Great friends are the ones who understand you. They know all about you and love you just the same. They influence you positively and are always at your beck and call. Imagine if you were stranded somewhere and needed someone to pick you up, do you have the type of friend who would come to the rescue? If your ‘great friend’ is the kind who will lie to you and say that they’ll come and pick you but instead pull the covers over their head the second the calls ends, or one who will always find an excuse to being there for you, that leaves question marks. Great friends are reliable, there are people you can count on; no matter the weather, season or circumstances. They will always work towards your achievement, because they respect your dreams and believe in you.
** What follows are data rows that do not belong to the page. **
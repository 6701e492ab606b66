//! Summary statistics for a highlight request.

use serde::Serialize;
use std::fmt;

use crate::pipeline::PassCounters;

/// Per-request statistics.
#[derive(Debug, Clone, Copy, Default, PartialEq, Eq, Serialize)]
#[serde(rename_all = "camelCase")]
pub struct Stats {
    /// Newline-delimited segments of the raw input
    pub lines: usize,
    /// Characters (Unicode scalar values) of the raw input
    pub chars: usize,
    /// Keyword wraps produced by the keyword pass
    pub keyword_count: usize,
    /// Function-call wraps produced by the function-call pass
    pub function_count: usize,
}

impl Stats {
    /// Combines measurements of the raw input with the pass counters.
    pub fn collect(source: &str, counters: &PassCounters) -> Self {
        let input = InputStats::measure(source);
        Self {
            lines: input.lines,
            chars: input.chars,
            keyword_count: counters.keywords,
            function_count: counters.functions,
        }
    }
}

impl fmt::Display for Stats {
    fn fmt(&self, f: &mut fmt::Formatter<'_>) -> fmt::Result {
        write!(
            f,
            "{} lines · {} chars · {} keywords · {} functions",
            self.lines, self.chars, self.keyword_count, self.function_count
        )
    }
}

/// Line and character counts of text that has not been highlighted.
///
/// Unlike [`Stats`], blank input is not special-cased: an empty string is
/// still one (empty) line.
#[derive(Debug, Clone, Copy, Default, PartialEq, Eq, Serialize)]
pub struct InputStats {
    pub lines: usize,
    pub chars: usize,
}

impl InputStats {
    pub fn measure(source: &str) -> Self {
        Self {
            lines: source.split('\n').count(),
            chars: source.chars().count(),
        }
    }
}

impl fmt::Display for InputStats {
    fn fmt(&self, f: &mut fmt::Formatter<'_>) -> fmt::Result {
        write!(f, "{} lines · {} chars", self.lines, self.chars)
    }
}

#[cfg(test)]
mod tests {
    use super::*;

    #[test]
    fn test_input_stats() {
        assert_eq!(InputStats::measure(""), InputStats { lines: 1, chars: 0 });
        assert_eq!(InputStats::measure("a\nb\n"), InputStats { lines: 3, chars: 4 });
        assert_eq!(InputStats::measure("“é”").chars, 3);
    }

    #[test]
    fn test_collect_uses_counters() {
        let counters = PassCounters {
            keywords: 2,
            functions: 1,
        };
        let stats = Stats::collect("let x\nfoo()", &counters);
        assert_eq!(stats.lines, 2);
        assert_eq!(stats.chars, 11);
        assert_eq!(stats.keyword_count, 2);
        assert_eq!(stats.function_count, 1);
    }

    #[test]
    fn test_stats_json_field_names() {
        let json = serde_json::to_value(Stats::default()).unwrap();
        assert!(json.get("keywordCount").is_some());
        assert!(json.get("functionCount").is_some());
    }
}
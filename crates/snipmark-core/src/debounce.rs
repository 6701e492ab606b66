//! Debounced re-highlighting.
//!
//! ## Learning: Superseding Work Instead of Cancelling It
//!
//! The engine has no cancellation primitive and always runs to completion.
//! Debouncing therefore lives entirely on the caller's side:
//!
//! 1. Every submitted edit gets a generation number.
//! 2. A background task waits for a quiet period after the latest edit,
//!    then highlights only that edit.
//! 3. Results carry their generation; anything older than the most recent
//!    submission is dropped by the receiver.

use std::sync::Arc;
use std::sync::atomic::{AtomicU64, Ordering};
use std::time::Duration;

use snipmark_highlight::{Highlighted, Highlighter, Vocabulary};
use tokio::sync::{mpsc, watch};
use tokio::task::JoinHandle;

/// A highlight result tagged with the edit that produced it.
#[derive(Debug, Clone, PartialEq, Eq)]
pub struct Rendered {
    pub generation: u64,
    pub result: Highlighted,
}

#[derive(Debug)]
struct Edit {
    generation: u64,
    text: String,
    immediate: bool,
}

/// Highlights the latest submitted text once edits settle.
///
/// Must be created inside a tokio runtime. Dropping it stops the worker.
pub struct DebouncedHighlighter {
    edits: mpsc::UnboundedSender<Edit>,
    results: watch::Receiver<Option<Rendered>>,
    generation: Arc<AtomicU64>,
    worker: JoinHandle<()>,
}

impl DebouncedHighlighter {
    /// Spawns the worker task.
    pub fn spawn(vocabulary: Arc<Vocabulary>, delay: Duration) -> Self {
        let (edit_tx, edit_rx) = mpsc::unbounded_channel();
        let (result_tx, result_rx) = watch::channel(None);
        let generation = Arc::new(AtomicU64::new(0));

        let worker = tokio::spawn(run_worker(
            edit_rx,
            result_tx,
            vocabulary,
            delay,
            generation.clone(),
        ));

        Self {
            edits: edit_tx,
            results: result_rx,
            generation,
            worker,
        }
    }

    /// Queues `text` for highlighting after the quiet period.
    ///
    /// Returns the generation the eventual result will carry.
    pub fn submit(&self, text: impl Into<String>) -> u64 {
        self.send(text.into(), false)
    }

    /// Queues `text` for highlighting without waiting for edits to settle.
    pub fn submit_now(&self, text: impl Into<String>) -> u64 {
        self.send(text.into(), true)
    }

    fn send(&self, text: String, immediate: bool) -> u64 {
        let generation = self.generation.fetch_add(1, Ordering::SeqCst) + 1;
        if self
            .edits
            .send(Edit {
                generation,
                text,
                immediate,
            })
            .is_err()
        {
            tracing::warn!(generation, "Debounce worker has stopped; edit dropped");
        }
        generation
    }

    /// Whether `generation` is the most recent submission.
    pub fn is_current(&self, generation: u64) -> bool {
        generation == self.generation.load(Ordering::SeqCst)
    }

    /// The most recent result, if any has been produced.
    pub fn latest(&self) -> Option<Rendered> {
        self.results.borrow().clone()
    }

    /// Waits for the result of the most recent submission.
    ///
    /// Results that were superseded while in flight are skipped. Returns
    /// `None` once the worker has stopped.
    pub async fn next(&mut self) -> Option<Rendered> {
        loop {
            if self.results.changed().await.is_err() {
                return None;
            }
            let rendered = self.results.borrow_and_update().clone();
            match rendered {
                Some(rendered) if self.is_current(rendered.generation) => return Some(rendered),
                Some(stale) => {
                    tracing::trace!(generation = stale.generation, "discarding stale result");
                }
                None => {}
            }
        }
    }
}

impl Drop for DebouncedHighlighter {
    fn drop(&mut self) {
        self.worker.abort();
    }
}

async fn run_worker(
    mut edits: mpsc::UnboundedReceiver<Edit>,
    results: watch::Sender<Option<Rendered>>,
    vocabulary: Arc<Vocabulary>,
    delay: Duration,
    generation: Arc<AtomicU64>,
) {
    while let Some(mut edit) = edits.recv().await {
        // Keep absorbing edits until the input has been quiet for `delay`.
        while !edit.immediate {
            tokio::select! {
                newer = edits.recv() => match newer {
                    Some(newer) => edit = newer,
                    None => break,
                },
                _ = tokio::time::sleep(delay) => break,
            }
        }

        if edit.generation != generation.load(Ordering::SeqCst) {
            // A newer edit is already queued behind this one.
            continue;
        }

        let result = Highlighter::new(&vocabulary).highlight(&edit.text);
        tracing::debug!(generation = edit.generation, "debounced highlight ready");

        if results
            .send(Some(Rendered {
                generation: edit.generation,
                result,
            }))
            .is_err()
        {
            break;
        }
    }
}
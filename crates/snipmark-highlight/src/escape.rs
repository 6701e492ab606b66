//! Markup escaping.
//!
//! Runs once, before any pass. Every later pass works on escaped text, so
//! the only `&` characters left in the stream start one of the three
//! entities produced here.

/// Replaces `&`, `<` and `>` with their entity spellings.
pub fn escape(raw: &str) -> String {
    let mut escaped = String::with_capacity(raw.len() + raw.len() / 8);
    for c in raw.chars() {
        match c {
            '&' => escaped.push_str("&amp;"),
            '<' => escaped.push_str("&lt;"),
            '>' => escaped.push_str("&gt;"),
            _ => escaped.push(c),
        }
    }
    escaped
}

#[cfg(test)]
mod tests {
    use super::*;

    #[test]
    fn test_escape_metacharacters() {
        assert_eq!(escape("a < b && c > d"), "a &lt; b &amp;&amp; c &gt; d");
    }

    #[test]
    fn test_escape_leaves_other_text_alone() {
        assert_eq!(escape("const “x” = 'y';"), "const “x” = 'y';");
        assert_eq!(escape(""), "");
    }
}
‘Not-so-good-enough’ friends are those who you think are laughing with you but are really laughing at you. They are the kind that insist on ruining your life no matter the cost (of course through a lot of pretense) only to reveal their true nature after more than enough damage has been made. They come into your life with a purpose and they will eventually disappear once that purpose has been fulfilled. They will downplay your worth, disrespect you and try to make you believe that you are not worth anything. You innocently think they are genuine individuals but their agenda is of another kind and it’s never a good one.If it’s not to disapprove your worth, it is to meet their own selfish intentions, and trust me they will work towards just that. They will pretend all their life that they believe in you, yet in actual sense, they are working towards your downfall.They will take you for granted build on your weaknesses as a person and exploit you along the same, instead of helping you turn them into strengths. Be wary of this kind.
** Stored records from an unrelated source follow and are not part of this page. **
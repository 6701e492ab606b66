//! Snippet identifiers.
//!
//! ## Learning: Newtypes
//!
//! `SnippetId` wraps a `String` so an arbitrary string can't be passed where
//! an id is expected, and so blank ids are rejected once, at construction.

use serde::{Deserialize, Serialize};
use uuid::Uuid;

/// Short opaque identifier for a stored snippet.
#[derive(Debug, Clone, PartialEq, Eq, PartialOrd, Ord, Hash, Serialize, Deserialize)]
#[serde(transparent)]
pub struct SnippetId(String);

impl SnippetId {
    /// Wraps an existing id. Returns `None` for blank input.
    pub fn new(id: impl Into<String>) -> Option<Self> {
        let id = id.into();
        let trimmed = id.trim();
        if trimmed.is_empty() {
            None
        } else if trimmed.len() == id.len() {
            Some(Self(id))
        } else {
            Some(Self(trimmed.to_string()))
        }
    }

    /// Generates a random id of `length` hex characters (clamped to 1..=32).
    pub fn generate(length: usize) -> Self {
        let mut hex = Uuid::new_v4().simple().to_string();
        hex.truncate(length.clamp(1, 32));
        Self(hex)
    }

    pub fn as_str(&self) -> &str {
        &self.0
    }
}

impl std::fmt::Display for SnippetId {
    fn fmt(&self, f: &mut std::fmt::Formatter<'_>) -> std::fmt::Result {
        write!(f, "{}", self.0)
    }
}

impl AsRef<str> for SnippetId {
    fn as_ref(&self) -> &str {
        &self.0
    }
}

#[cfg(test)]
mod tests {
    use super::*;

    #[test]
    fn test_generate_length() {
        assert_eq!(SnippetId::generate(8).as_str().len(), 8);
        assert_eq!(SnippetId::generate(0).as_str().len(), 1);
        assert_eq!(SnippetId::generate(100).as_str().len(), 32);
        assert!(SnippetId::generate(8).as_str().chars().all(|c| c.is_ascii_hexdigit()));
    }

    #[test]
    fn test_blank_ids_rejected() {
        assert!(SnippetId::new("").is_none());
        assert!(SnippetId::new("  ").is_none());
        assert_eq!(SnippetId::new(" ab12 ").unwrap().as_str(), "ab12");
    }
}
//! Markup rendering.
//!
//! Segment text is already escaped, so rendering is pure concatenation:
//! plain segments are emitted as-is and classified segments get a
//! `<span class="...">` wrapper.

use std::fmt::Write;

use crate::escape::escape;
use crate::stats::Stats;
use crate::token::SegmentStream;

/// Token colors used by [`render_page`].
pub const STYLESHEET: &str = "\
.keyword{color:#d73a49;font-weight:bold}
.function{color:#6f42c1}
.string{color:#032f62}
.comment{color:#6a737d;font-style:italic}
.number{color:#005cc5}
.workers-specific{color:#e36209;font-weight:bold}
.bracket{color:#24292e;font-weight:bold}
.operator{color:#d73a49}
";

/// Concatenates the stream into one markup string.
pub fn render(stream: &SegmentStream) -> String {
    let mut markup = String::new();
    for segment in stream {
        match segment.class.css_class() {
            Some(class) => {
                let _ = write!(markup, r#"<span class="{}">{}</span>"#, class, segment.text);
            }
            None => markup.push_str(&segment.text),
        }
    }
    markup
}

/// Wraps rendered markup in a standalone HTML page with the token stylesheet.
pub fn render_page(markup: &str, stats: &Stats, title: &str) -> String {
    let title = escape(title);
    format!(
        "<!DOCTYPE html>\n\
         <html>\n\
         <head>\n\
         <meta charset=\"UTF-8\">\n\
         <title>{title}</title>\n\
         <style>\n\
         pre{{font-family:Consolas,Monaco,\"Courier New\",monospace;font-size:14px;white-space:pre-wrap;word-wrap:break-word}}\n\
         {STYLESHEET}\
         </style>\n\
         </head>\n\
         <body>\n\
         <pre id=\"highlightedOutput\">{markup}</pre>\n\
         <footer>{stats}</footer>\n\
         </body>\n\
         </html>\n"
    )
}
Not so good friends however, will only love you when you have something to give or, when they can benefit from you in some way. The second things go sour in your life; they run out at such a speed that would ‘put Usain Bolt to shame.’ When you get back on your feet later, they will shamelessly remember that you even happen to have a phone number. In brief, they only love you when conditions are favorable for them, when they need you. And once that equation has been solved, they will pretend they only just realized you just can’t be friends. They will fly off, and only remember that you actually were once a friend when they need you again.
Great friends must not be taken for granted. They are a treasure like no other –this means no ruby, diamond, emerald or pearl can ever measure up to them. It also means that you have to make an effort to be that kind of person too, in their lives. Great friends are the “all-time” friends, and reliability is key for them.
I had a click of friends back in my ‘hey days’ and every time I sit down and reflect on that time, I have no idea why we were ever friends. Of course, there was the occasional gossip of who said what about whom, but at the end of the day, none of these would put any of us to a higher level.
It later dawned on me that we were never friends. We just liked hanging out together. There was nothing positive we ever did for each other. We were selfish and very immature.We were too much into each other’s lives but we didn’t get anything constructive from each other.Years later, I have come across some of them and it saddens me that they haven’t changed one bit.
It is still all about who will be seen where and who will wear the hottest outfit. You would think that after all these years; a person would be less enthusiastic about life in the fabulous lane (especially when you are not so fabulous).
I suppose that if I had chosen the right path from the start, my life would have been different. But I refuse to regret the time I wasted trying to fit in because that path also brought me some good things. Things I can’t live without now, things I am more than grateful for in my life.
There is still plenty of time to make influential friends (if you haven’t already). I have made some of those over the years and in my perspective, they are everything a friend should be. I too, want to be that friend to them. I too, want them to feel they can always count on me. I just want to be the world’s greatest friend, at least to the few who know what it means to be a friend, and I am well on my way there.
Ask my real friends, at least I got a couple of them!